Almost two years before, Cameron strode out with the Liberal Democrat leader Nick Clegg, basking in the warmth of the Downing Street rose garden. The easy rapport between the two men was as self-evident as it was the government’ initial strength.

Though their first press conference has long-since passed into Westminster legend, the political significance is not to be underestimated; Cameron had risked his career – Clegg his party.

The 12th of May will see that modest milestone pass, two years to the day that Clegg and Cameron announced the creation of Britain’s first peacetime coalition since the 1930s. Cameron, against a visibly decaying Labour party, had failed to deliver an outright Conservative majority. At his weakest he had made a “big, open and comprehensive offer” to secure a parliamentary majority, and his position as Conservative leader.

He produced a masterful political coup, not so much a coalition as a political chokehold on the Liberal Democrats. He needed them badly, but never showed it. Without them he might have stumbled on for a few months, and then risked the uncertainty of another election.

Those few days must seem like a life time ago given the past two weeks. The Budget, the funding scandal and the manufactured fuel crisis have risked destroying years of work under project Cameron.

When he took over as Tory leader at the end of 2005, his barely disguised challenge was to shake off the image the Conservative party had as selfish, sleazy, moneyed individuals intoxicated by their wealth and nauseating in their arrogance. It had come to appal the electorate.

It was a predicament that had afflicted the Labour party in the 1980s and into the 1990s, with four election defeats in a row. Voters disliked the Labour party so much that Blair had to change its name. Cameron’s task lay not so much in new policies but in image and leadership plausibility.

Cameron’s early image-making worked. It was, and still is, easy to ridicule his gimmicks at home and overseas; the bike rides and husky trips, the tie-less outreach to rioting youths. But these are things that voters notice precisely because Tory leaders never used to do them. His strategy was to deliver a country that was at best lukewarm towards his party, and he almost did it.

Cameron has, until very recently, proved himself an adept handler of the coalition. He has a keen sense of political timing and a relaxed command of the public stage. He has behaved like a prime minister with a full majority and a full agenda.
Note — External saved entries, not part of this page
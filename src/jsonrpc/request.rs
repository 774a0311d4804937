#[derive(Serialize, Deserialize, Debug)]
pub struct Request<T> {
    id: u64,
    jsonrpc: String,
    method: String,
    params: T,
}

impl<T> Request<T> {
    pub fn new(id: u64, method: &str, params: T) -> Self {
        Self {
            id,
            jsonrpc: "2.0".to_string(),
            method: method.to_string(),
            params,
        }
    }
}
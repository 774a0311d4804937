use crate::error::Error;
use crate::types::{Data, EventDataCall, TransactParam, TxReceipt};
use crate::Address;
use std::time::Duration;

use super::core::ErisDb;
use super::{DEFAULT_FEE, DEFAULT_GAS_LIMIT};

// State-changing calls of the erisdb namespace. These endpoints take
// the caller's private key and the node signs server side, so they
// are only safe against a node you trust, typically localhost.

impl ErisDb {
    /// Broadcasts a call transaction and returns as soon as it is
    /// accepted into the mempool. Pass `None` for `address` to deploy
    /// `data` as a new contract.
    pub async fn transact(
        &self,
        priv_key: Data,
        address: Option<Address>,
        data: Vec<u8>,
    ) -> Result<TxReceipt, Error> {
        self.jsonrpc_client
            .request_method(
                "erisdb.transact",
                transact_param(priv_key, address, data),
                self.timeout,
            )
            .await
    }

    /// Broadcasts a call transaction and holds the request open until
    /// it has executed in a block, returning the call frame with the
    /// VM return value. Since the node blocks until the next block is
    /// produced this waits well beyond the normal request timeout.
    pub async fn transact_and_hold(
        &self,
        priv_key: Data,
        address: Option<Address>,
        data: Vec<u8>,
    ) -> Result<EventDataCall, Error> {
        let held = self.timeout + Duration::from_secs(30);
        self.jsonrpc_client
            .request_method(
                "erisdb.transactAndHold",
                transact_param(priv_key, address, data),
                held,
            )
            .await
    }
}

fn transact_param(priv_key: Data, address: Option<Address>, data: Vec<u8>) -> TransactParam {
    TransactParam {
        priv_key,
        data: data.into(),
        // deployments are addressed to the empty string
        address: address.map(|a| a.to_string()).unwrap_or_default(),
        gas_limit: DEFAULT_GAS_LIMIT,
        fee: DEFAULT_FEE,
    }
}
//! Lightweight client for the erisdb JSON-RPC namespace.
//!
//! Every endpoint here is a thin typed wrapper over one RPC method,
//! higher level contract handling lives in the contracts module.

/// Gas limit attached to transactions when the caller does not care,
/// generous for contract deployment on a permissioned chain.
pub const DEFAULT_GAS_LIMIT: u64 = 1_000_000;
/// Eris permissioned chains typically run with zero fees.
pub const DEFAULT_FEE: u64 = 0;

pub mod core;
pub mod query;
pub mod transactions;

// The actual ErisDb client is defined in core.rs, export here
pub use self::core::ErisDb;

// These tests require a local Eris/Burrow node listening on the
// default RPC port, run them with --ignored when one is up.

#[ignore]
#[test]
fn test_blockchain_info() {
    use actix::System;
    use env_logger::{Builder, Env};
    use std::time::Duration;
    Builder::from_env(Env::default().default_filter_or("warn")).init(); // Change to debug for logs
    let runner = System::new();
    let client = ErisDb::new("http://127.0.0.1:1337/rpc", Duration::from_secs(30));
    runner.block_on(async move {
        let info = client.get_blockchain_info().await.unwrap();
        assert!(!info.chain_id.is_empty());
        let height = client.get_latest_block_height().await.unwrap();
        assert!(height >= info.latest_block_height);
    })
}

#[ignore]
#[test]
fn test_wait_for_next_block() {
    use actix::System;
    use std::time::Duration;
    let runner = System::new();
    let client = ErisDb::new("http://127.0.0.1:1337/rpc", Duration::from_secs(30));
    runner.block_on(async move {
        client
            .wait_for_next_block(Duration::from_secs(60))
            .await
            .unwrap();
    })
}

#[ignore]
#[test]
fn test_call_code() {
    use actix::System;
    use std::time::Duration;
    let runner = System::new();
    let client = ErisDb::new("http://127.0.0.1:1337/rpc", Duration::from_secs(30));
    // PUSH1 0x2a PUSH1 0x00 MSTORE PUSH1 0x20 PUSH1 0x00 RETURN
    let code = crate::utils::hex_str_to_bytes("602a60005260206000f3").unwrap();
    runner.block_on(async move {
        let res = client.call_code(code, Vec::new()).await.unwrap();
        assert_eq!(res.ret.last(), Some(&42u8));
    })
}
The range and depth of his programme has been extensive – far more so than Blair’s in his first term. Whilst initially stressing that his job was to nurture the economy back to growth he has, in the process, pushed reform in health, education, welfare and housing that Labour had either bypassed or failed to do for over a decade. While much has been promised and precious little as yet delivered, for Cameron to have attacked them head-on, and in the first term of a minority government, is to his credit.

The past two weeks have seen the shine come off David Cameron and his Conservative party. Whilst in Washington, two weeks ago, and the Downing Street garden, two years ago, he oozed the persona of a man on top of British politics. The presentation of himself at both events had been one of unremitting plausibility as an occupant of Downing Street. But a process that Cameron has long been petrified of is now well underway: the re-toxification of the Tory brand.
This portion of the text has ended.